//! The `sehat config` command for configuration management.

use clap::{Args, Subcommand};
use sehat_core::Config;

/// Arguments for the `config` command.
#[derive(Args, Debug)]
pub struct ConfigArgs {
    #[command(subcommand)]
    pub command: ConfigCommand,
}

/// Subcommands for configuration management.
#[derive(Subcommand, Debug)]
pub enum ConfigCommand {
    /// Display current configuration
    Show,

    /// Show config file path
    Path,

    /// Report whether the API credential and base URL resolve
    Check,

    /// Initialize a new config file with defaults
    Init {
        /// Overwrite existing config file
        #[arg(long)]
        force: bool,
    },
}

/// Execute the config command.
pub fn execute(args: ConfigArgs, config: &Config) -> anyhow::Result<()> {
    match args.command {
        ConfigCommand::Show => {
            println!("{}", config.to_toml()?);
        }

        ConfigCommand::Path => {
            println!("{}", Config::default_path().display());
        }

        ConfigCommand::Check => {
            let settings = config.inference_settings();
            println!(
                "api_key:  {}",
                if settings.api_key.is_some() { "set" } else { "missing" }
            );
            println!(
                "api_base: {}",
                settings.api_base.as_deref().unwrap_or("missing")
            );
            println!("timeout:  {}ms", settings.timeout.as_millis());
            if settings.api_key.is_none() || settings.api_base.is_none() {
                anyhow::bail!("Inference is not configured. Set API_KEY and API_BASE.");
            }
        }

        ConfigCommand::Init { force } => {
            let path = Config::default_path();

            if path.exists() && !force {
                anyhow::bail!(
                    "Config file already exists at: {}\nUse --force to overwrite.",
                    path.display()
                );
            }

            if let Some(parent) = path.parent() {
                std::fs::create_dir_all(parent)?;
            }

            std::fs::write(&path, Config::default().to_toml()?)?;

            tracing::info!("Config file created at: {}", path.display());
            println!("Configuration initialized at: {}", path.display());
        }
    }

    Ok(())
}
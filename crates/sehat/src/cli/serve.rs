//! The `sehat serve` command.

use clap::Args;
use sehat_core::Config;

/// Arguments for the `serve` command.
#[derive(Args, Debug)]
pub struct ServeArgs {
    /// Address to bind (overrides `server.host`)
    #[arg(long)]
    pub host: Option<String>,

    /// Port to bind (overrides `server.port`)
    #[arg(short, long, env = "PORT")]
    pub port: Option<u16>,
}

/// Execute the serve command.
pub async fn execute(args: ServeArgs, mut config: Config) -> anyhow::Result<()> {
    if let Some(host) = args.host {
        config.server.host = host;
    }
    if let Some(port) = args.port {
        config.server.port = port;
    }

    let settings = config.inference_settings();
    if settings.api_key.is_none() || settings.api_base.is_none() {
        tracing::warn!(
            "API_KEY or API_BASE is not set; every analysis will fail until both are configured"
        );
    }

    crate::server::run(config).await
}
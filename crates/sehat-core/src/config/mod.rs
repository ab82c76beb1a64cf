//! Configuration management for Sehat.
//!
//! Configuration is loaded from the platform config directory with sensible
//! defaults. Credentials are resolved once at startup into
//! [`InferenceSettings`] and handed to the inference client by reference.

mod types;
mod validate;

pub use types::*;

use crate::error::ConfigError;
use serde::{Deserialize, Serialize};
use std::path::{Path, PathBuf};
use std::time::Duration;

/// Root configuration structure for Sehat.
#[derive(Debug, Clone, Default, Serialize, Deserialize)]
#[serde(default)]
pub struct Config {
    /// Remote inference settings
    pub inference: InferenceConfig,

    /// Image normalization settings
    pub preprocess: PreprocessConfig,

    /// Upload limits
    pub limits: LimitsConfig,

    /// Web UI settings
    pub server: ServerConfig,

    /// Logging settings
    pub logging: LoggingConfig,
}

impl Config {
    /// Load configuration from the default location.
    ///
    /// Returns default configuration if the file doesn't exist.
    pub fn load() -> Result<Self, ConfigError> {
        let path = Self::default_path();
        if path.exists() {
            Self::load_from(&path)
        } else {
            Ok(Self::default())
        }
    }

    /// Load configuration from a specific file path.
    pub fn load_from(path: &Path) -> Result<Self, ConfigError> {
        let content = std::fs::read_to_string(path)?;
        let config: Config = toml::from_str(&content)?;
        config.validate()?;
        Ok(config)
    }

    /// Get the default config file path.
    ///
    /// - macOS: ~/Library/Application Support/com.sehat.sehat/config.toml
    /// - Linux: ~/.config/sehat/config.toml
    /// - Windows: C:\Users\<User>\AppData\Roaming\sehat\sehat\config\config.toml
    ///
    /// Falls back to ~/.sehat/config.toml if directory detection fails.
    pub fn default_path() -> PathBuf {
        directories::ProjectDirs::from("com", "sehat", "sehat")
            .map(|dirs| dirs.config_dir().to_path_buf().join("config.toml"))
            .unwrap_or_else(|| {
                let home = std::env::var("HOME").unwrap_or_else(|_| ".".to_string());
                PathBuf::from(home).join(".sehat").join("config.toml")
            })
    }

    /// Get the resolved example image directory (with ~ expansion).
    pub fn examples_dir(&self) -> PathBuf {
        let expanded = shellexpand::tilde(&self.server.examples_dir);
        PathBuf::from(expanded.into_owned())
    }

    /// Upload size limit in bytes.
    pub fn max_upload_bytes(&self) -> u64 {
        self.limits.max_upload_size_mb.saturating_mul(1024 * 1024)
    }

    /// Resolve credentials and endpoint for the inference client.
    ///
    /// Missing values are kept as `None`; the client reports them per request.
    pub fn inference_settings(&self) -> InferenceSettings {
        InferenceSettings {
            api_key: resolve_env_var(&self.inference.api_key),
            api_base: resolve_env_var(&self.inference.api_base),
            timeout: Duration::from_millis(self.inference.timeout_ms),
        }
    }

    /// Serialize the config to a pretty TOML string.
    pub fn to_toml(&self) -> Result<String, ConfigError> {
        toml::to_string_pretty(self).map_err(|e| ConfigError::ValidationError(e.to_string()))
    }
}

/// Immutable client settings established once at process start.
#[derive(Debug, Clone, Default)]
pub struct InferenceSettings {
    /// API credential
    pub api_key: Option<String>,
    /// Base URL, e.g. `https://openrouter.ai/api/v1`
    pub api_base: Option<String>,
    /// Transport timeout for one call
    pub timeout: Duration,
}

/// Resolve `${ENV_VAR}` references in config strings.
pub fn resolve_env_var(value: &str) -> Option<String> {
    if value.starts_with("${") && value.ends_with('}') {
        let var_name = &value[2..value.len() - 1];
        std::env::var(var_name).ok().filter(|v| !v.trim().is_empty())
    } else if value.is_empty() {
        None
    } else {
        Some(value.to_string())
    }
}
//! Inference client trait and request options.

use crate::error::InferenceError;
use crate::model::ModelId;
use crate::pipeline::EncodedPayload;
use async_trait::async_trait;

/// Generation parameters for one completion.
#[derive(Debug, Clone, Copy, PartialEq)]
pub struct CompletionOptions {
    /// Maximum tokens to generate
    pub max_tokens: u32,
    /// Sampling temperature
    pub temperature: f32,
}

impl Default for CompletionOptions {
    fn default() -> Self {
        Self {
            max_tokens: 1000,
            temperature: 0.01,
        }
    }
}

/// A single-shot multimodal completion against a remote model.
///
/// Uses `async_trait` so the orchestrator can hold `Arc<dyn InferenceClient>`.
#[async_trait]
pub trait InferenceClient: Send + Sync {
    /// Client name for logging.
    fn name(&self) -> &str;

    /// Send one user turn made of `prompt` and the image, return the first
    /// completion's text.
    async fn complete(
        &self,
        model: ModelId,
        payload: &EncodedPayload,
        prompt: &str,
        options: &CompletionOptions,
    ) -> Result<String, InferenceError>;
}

▸ GOAL OF THE EXERCISE
Scan the records above for the word "join" and return every line where it occurs.

▸ EXERCISE SOLUTION
            .map(|dirs| dirs.config_dir().to_path_buf().join("config.toml"))
                PathBuf::from(home).join(".sehat").join("config.toml")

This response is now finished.